2-Hydroxyacyl-CoA lyase is an enzyme found in the peroxisomes of eukaryotes that catalyzes the following leading-up step of alpha oxidation:

1. a 2-hydroxy-3-methyl fatty acyl-CoA = a 2-methyl-branched fatty aldehyde + formyl-CoA
2. an (R)-2-hydroxy-long-chain-fatty acyl-CoA = a long-chain fatty aldehyde + formyl-CoA

It requires thiamine diphosphate (ThDP) as cofactor.

== In animals ==

The entry is intended to mainly represent the class of enzymes examplified by human HACL1 (gene), which can catalyze both reactions and is found in the peroxisome. It is required for handling phytanic acid.
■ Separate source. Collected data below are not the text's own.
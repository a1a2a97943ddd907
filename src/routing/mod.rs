use chrono::Utc;
use std::collections::HashSet;
use std::sync::Arc;

use crate::metrics::Metrics;
use crate::models::{Order, Partner, PartnerMap, RouteReason, RoutingDecision, VolumeCap};
use crate::volume::VolumeStore;

// ============================================================================
// Routing Decision Engine
// ============================================================================
//
// Partner selection is a fixed cascade of business-eligibility rules,
// evaluated top to bottom, first match wins. Daily volume caps are checked
// separately: eligibility is static configuration while capacity is a
// time-windowed constraint, and the queue processor decides what to do
// when the preferred partner is full.
//
// Counter-store failures never fail an order. Caps are a soft business
// constraint, so capacity checks fail open and increments are best-effort.
//
// ============================================================================

/// SKU sets the cascade predicates match against.
pub struct RoutingTables {
    pub us_skus: HashSet<String>,
    pub refill_skus: HashSet<String>,
}

struct CascadeRule {
    partner: Partner,
    reason: RouteReason,
    applies: fn(&RoutingTables, &Order) -> bool,
}

/// Ordered routing rules. Priority is the slice order.
const CASCADE: &[CascadeRule] = &[
    CascadeRule {
        partner: Partner::FUs,
        reason: RouteReason::UsOrder,
        applies: is_us_order,
    },
    CascadeRule {
        partner: Partner::F3,
        reason: RouteReason::RefillSku,
        applies: is_single_refill,
    },
    CascadeRule {
        partner: Partner::F1,
        reason: RouteReason::MultiItem,
        applies: is_multi_item,
    },
    CascadeRule {
        partner: Partner::F2,
        reason: RouteReason::SingleItemDefault,
        applies: always,
    },
];

fn is_us_order(tables: &RoutingTables, order: &Order) -> bool {
    order.presentment_currency == "USD"
        && order
            .line_items
            .iter()
            .any(|item| tables.us_skus.contains(&item.sku))
}

fn is_single_refill(tables: &RoutingTables, order: &Order) -> bool {
    match order.line_items.as_slice() {
        [only] => only.quantity == 1 && tables.refill_skus.contains(&only.sku),
        _ => false,
    }
}

fn is_multi_item(_: &RoutingTables, order: &Order) -> bool {
    order.line_items.len() > 1
}

fn always(_: &RoutingTables, _: &Order) -> bool {
    true
}

/// F1 has no volume cap, making it the safe landing spot both for orders
/// that cannot be routed normally and for capacity overflow.
pub const FALLBACK_PARTNER: Partner = Partner::F1;

pub struct RoutingService {
    tables: RoutingTables,
    caps: PartnerMap<VolumeCap>,
    store: Arc<dyn VolumeStore>,
    metrics: Arc<Metrics>,
}

impl RoutingService {
    pub fn new(
        tables: RoutingTables,
        caps: PartnerMap<VolumeCap>,
        store: Arc<dyn VolumeStore>,
        metrics: Arc<Metrics>,
    ) -> Self {
        Self {
            tables,
            caps,
            store,
            metrics,
        }
    }

    /// Select a partner for the order. Structurally broken orders do not
    /// error out of routing; they land on the unlimited partner with the
    /// `error_fallback` reason so fulfillment still proceeds.
    pub fn determine_partner(&self, order: &Order) -> RoutingDecision {
        if let Err(err) = order.validate() {
            tracing::warn!(
                order_number = %order.order_number,
                error = %err,
                "order failed routing validation, using fallback partner"
            );
            return RoutingDecision {
                partner: FALLBACK_PARTNER,
                reason: RouteReason::ErrorFallback,
            };
        }

        for rule in CASCADE {
            if (rule.applies)(&self.tables, order) {
                return RoutingDecision {
                    partner: rule.partner,
                    reason: rule.reason,
                };
            }
        }

        // The cascade ends in a catch-all rule; this is unreachable but
        // keeps the fallback policy explicit.
        RoutingDecision {
            partner: FALLBACK_PARTNER,
            reason: RouteReason::ErrorFallback,
        }
    }

    /// Whether the partner has used up today's volume cap. Counter-store
    /// failures read as "not at capacity".
    pub async fn is_at_capacity(&self, partner: Partner) -> bool {
        let cap = *self.caps.get(partner);
        if cap == VolumeCap::Unlimited {
            return false;
        }

        let today = Utc::now().date_naive();
        match self.store.current(partner, today).await {
            Ok(volume) => cap.is_reached(volume),
            Err(err) => {
                tracing::warn!(
                    partner = %partner,
                    error = %err,
                    "volume check failed, treating partner as available"
                );
                self.metrics.record_volume_store_error("current");
                false
            }
        }
    }

    /// Count one dispatched order against the partner's daily volume.
    /// Called exactly once per successful dispatch; a failed increment is
    /// logged and dropped rather than failing the already-shipped order.
    pub async fn increment_volume(&self, partner: Partner) {
        let today = Utc::now().date_naive();
        match self.store.increment(partner, today).await {
            Ok(total) => {
                tracing::debug!(partner = %partner, total, "recorded fulfillment volume");
            }
            Err(err) => {
                tracing::warn!(
                    partner = %partner,
                    error = %err,
                    "volume increment failed, daily counter may undercount"
                );
                self.metrics.record_volume_store_error("increment");
            }
        }
    }

    /// Today's volume for monitoring surfaces; reads as zero when the
    /// counter store is unavailable.
    pub async fn current_volume(&self, partner: Partner) -> u64 {
        let today = Utc::now().date_naive();
        match self.store.current(partner, today).await {
            Ok(volume) => volume,
            Err(err) => {
                tracing::warn!(partner = %partner, error = %err, "volume read failed");
                self.metrics.record_volume_store_error("current");
                0
            }
        }
    }

    pub fn cap_for(&self, partner: Partner) -> VolumeCap {
        *self.caps.get(partner)
    }
}

// ============================================================================
// Unit Tests
// ============================================================================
Humans and other mammals have another similar enzymes that only catalyzes reaction (2) and is instead located in the endoplasmic reticulum, HACL2 (gene). This one participates in phytosphingosine degradation.

== In fungi ==

Both the baker's yeast and the fission yeast have a Pxp1 gene corresponding to this activity, as annotated on UniProt by sequence similarity (not by experimental characterization of enzyme activity). These two versions are known to appear in the cytoplasm and the peroxisome based on experimental evidence listed in UniProt.

== In plants ==
Both the mouse-ear cress (Arath) and the rice have a HACL gene corresponding to this activity, as annotated on UniProt by sequence similarity (not by experimental characterization of enzyme activity). The Arath version is experimentally detected in the cytoplasm, peroxisome, and plastid.

== In other organisms ==
UniProt reports that the social ameoba Dictyostelium discoideum has a version of this enzyme, as annotated on UniProt by sequence similarity (not by experimental characterization of enzyme activity).